Benennungsfehler bei Patienten mit einer primären Störung der phonologischen Kodierung von verbalen Konzepten in Sprachlaute (wie bei PNFA) haben in der Regel die Form von wörtlichen (phonemischen) Paraphasien (z.B. „hotapitamus“ für Nilpferd), die sich dem Zielobjekt annähern und in der Regel auch in anderen Kontexten (z.B. bei Sprachwiederholungen) auftreten (Mendez et al., 2003). Primäre Defizite sowohl beim Wortabruf als auch bei der phonologischen Kodierung (im Gegensatz zu primären verbalen Speicherdefekten) können von einem Cueing mit dem Anfangsbuchstaben des Zielworts profitieren. Tatsächlich klagen Patienten oft darüber, dass ihnen die Wörter, die sie im Gespräch nicht verstehen, „auf der Zunge liegen“ (Delazer et al., 2003; Hillis, 2007). Personenbezogene Namen können besondere Schwierigkeiten bereiten: Dies ist wahrscheinlich auf die kombinierte Anforderung zurückzuführen, auf gespeicherte Informationen über die Identität der Person zuzugreifen, diese Informationen aus dem Speicher abzurufen und sie phonologisch zu kodieren (da Eigennamen im Allgemeinen „Nicht-Wörter“ und nicht Teil des universellen Lexikons sind) (Delazer et al., 2003), obwohl das seltene Auftreten von selektiv verschonten Eigennamen die Möglichkeit separater Gehirnspeicher aufwirft (De Bleser, 2006). Neologismen bei konfrontativen Benennungsaufgaben sind bei degenerativen Erkrankungen vergleichsweise selten, jedoch sollte das Vorhandensein von Jargon beachtet werden, da er von lokalisierendem Wert sein kann (Abb. 3).

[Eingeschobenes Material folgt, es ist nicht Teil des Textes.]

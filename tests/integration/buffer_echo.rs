//! A method taking and returning a raw byte buffer round-trips via the
//! mixed-argument/out-of-band buffer encoding instead of JSON.

use std::sync::Arc;

use bytes::Bytes;
use eh_test_support::InMemorySocketPair;
use exthost_bridge::prelude::*;
use tokio_util::sync::CancellationToken;

const BLOB: ProxyIdentifier = ProxyIdentifier::new(2, "Blob");

struct BlobActor;
impl LocalActor for BlobActor {
    fn call(&self, method: &str, args: Vec<RpcArg>, _cancel: CancellationToken) -> BoxFuture<Result<ReplyValue, RpcError>> {
        let method = method.to_owned();
        Box::pin(async move {
            match method.as_str() {
                "blob" => match args.into_iter().next() {
                    Some(RpcArg::Buffer(b)) => Ok(ReplyValue::Buffer(b)),
                    _ => Err(RpcError::MalformedFrame("blob expects one buffer arg")),
                },
                other => Err(RpcError::NoMatchingMethod { actor: BLOB, method: other.to_owned(), arity: args.len() }),
            }
        })
    }
}

#[tokio::test]
async fn a_buffer_argument_comes_back_byte_for_byte() {
    let (a, b) = InMemorySocketPair::connected();
    let caller = RPCProtocol::new(PersistentProtocol::new(a, false), None);
    let callee = RPCProtocol::new(PersistentProtocol::new(b, false), None);
    callee.register_local(BLOB, Arc::new(BlobActor));

    let proxy = caller.proxy(BLOB);
    let payload = Bytes::from_static(&[0x00, 0xff, 0x42]);
    let result = proxy.call("blob", vec![RpcArg::Buffer(payload.clone())]).await.unwrap();

    match result {
        ReplyValue::Buffer(b) => assert_eq!(b, payload),
        other => panic!("unexpected reply: {other:?}"),
    }
}

#[tokio::test]
async fn an_empty_buffer_round_trips_too() {
    let (a, b) = InMemorySocketPair::connected();
    let caller = RPCProtocol::new(PersistentProtocol::new(a, false), None);
    let callee = RPCProtocol::new(PersistentProtocol::new(b, false), None);
    callee.register_local(BLOB, Arc::new(BlobActor));

    let proxy = caller.proxy(BLOB);
    let result = proxy.call("blob", vec![RpcArg::Buffer(Bytes::new())]).await.unwrap();
    assert!(matches!(result, ReplyValue::Buffer(b) if b.is_empty()));
}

Sprachverständnisschwierigkeiten treten sowohl bei akuten Erkrankungen (z. B. Schlaganfall in der linken Hemisphäre) als auch bei degenerativen Erkrankungen häufig gemeinsam mit Wortfindungs- und Sprachausgabeproblemen auf. Das Sprachverständnis kann auf der Ebene einzelner Wörter beurteilt werden, was sowohl von intakten Wahrnehmungsmechanismen als auch vom verbalen Wissensspeicher (Vokabular) abhängt, und auf der Ebene von Sätzen, was von der Fähigkeit abhängt, verbale Informationen auf einer Linie zu halten und grammatikalische Beziehungen zwischen Wörtern zu verarbeiten.
Einzelwortverstehen. Eine gestörte Einzelwortwahrnehmung, die sich als fortschreitende Worttaubheit manifestiert, wurde bei degenerativen Erkrankungen selten beschrieben (Serieux, 1893; Mesulam, 1982; Ikeda et al., 1996; Otsuki et al., 1998): Diese Patienten haben Schwierigkeiten, gesprochene Wörter zu verstehen und zu wiederholen, verstehen aber schriftliches Material normal, und die Sprachausgabe ist oft laut und dysprosodisch und kann phonemische Substitutionen enthalten. Das Wahrnehmungsdefizit liegt wahrscheinlich im Bereich der zeitlichen Hörschärfe und der Unterscheidung von Sprachlauten (Otsuki et al., 1998) und führt häufig zu einer Beeinträchtigung der Wahrnehmung von Umgebungsgeräuschen und/oder Musik (Serieux, 1893; Otsuki et al., 1998): eine apperzeptive auditorische Agnosie. Das auditive Defizit kann am Krankenbett durch die Prüfung der Diskriminierung von Phonempaaren (z.B. ‚pat – tap, ‚gat – cat‘) nachgewiesen werden.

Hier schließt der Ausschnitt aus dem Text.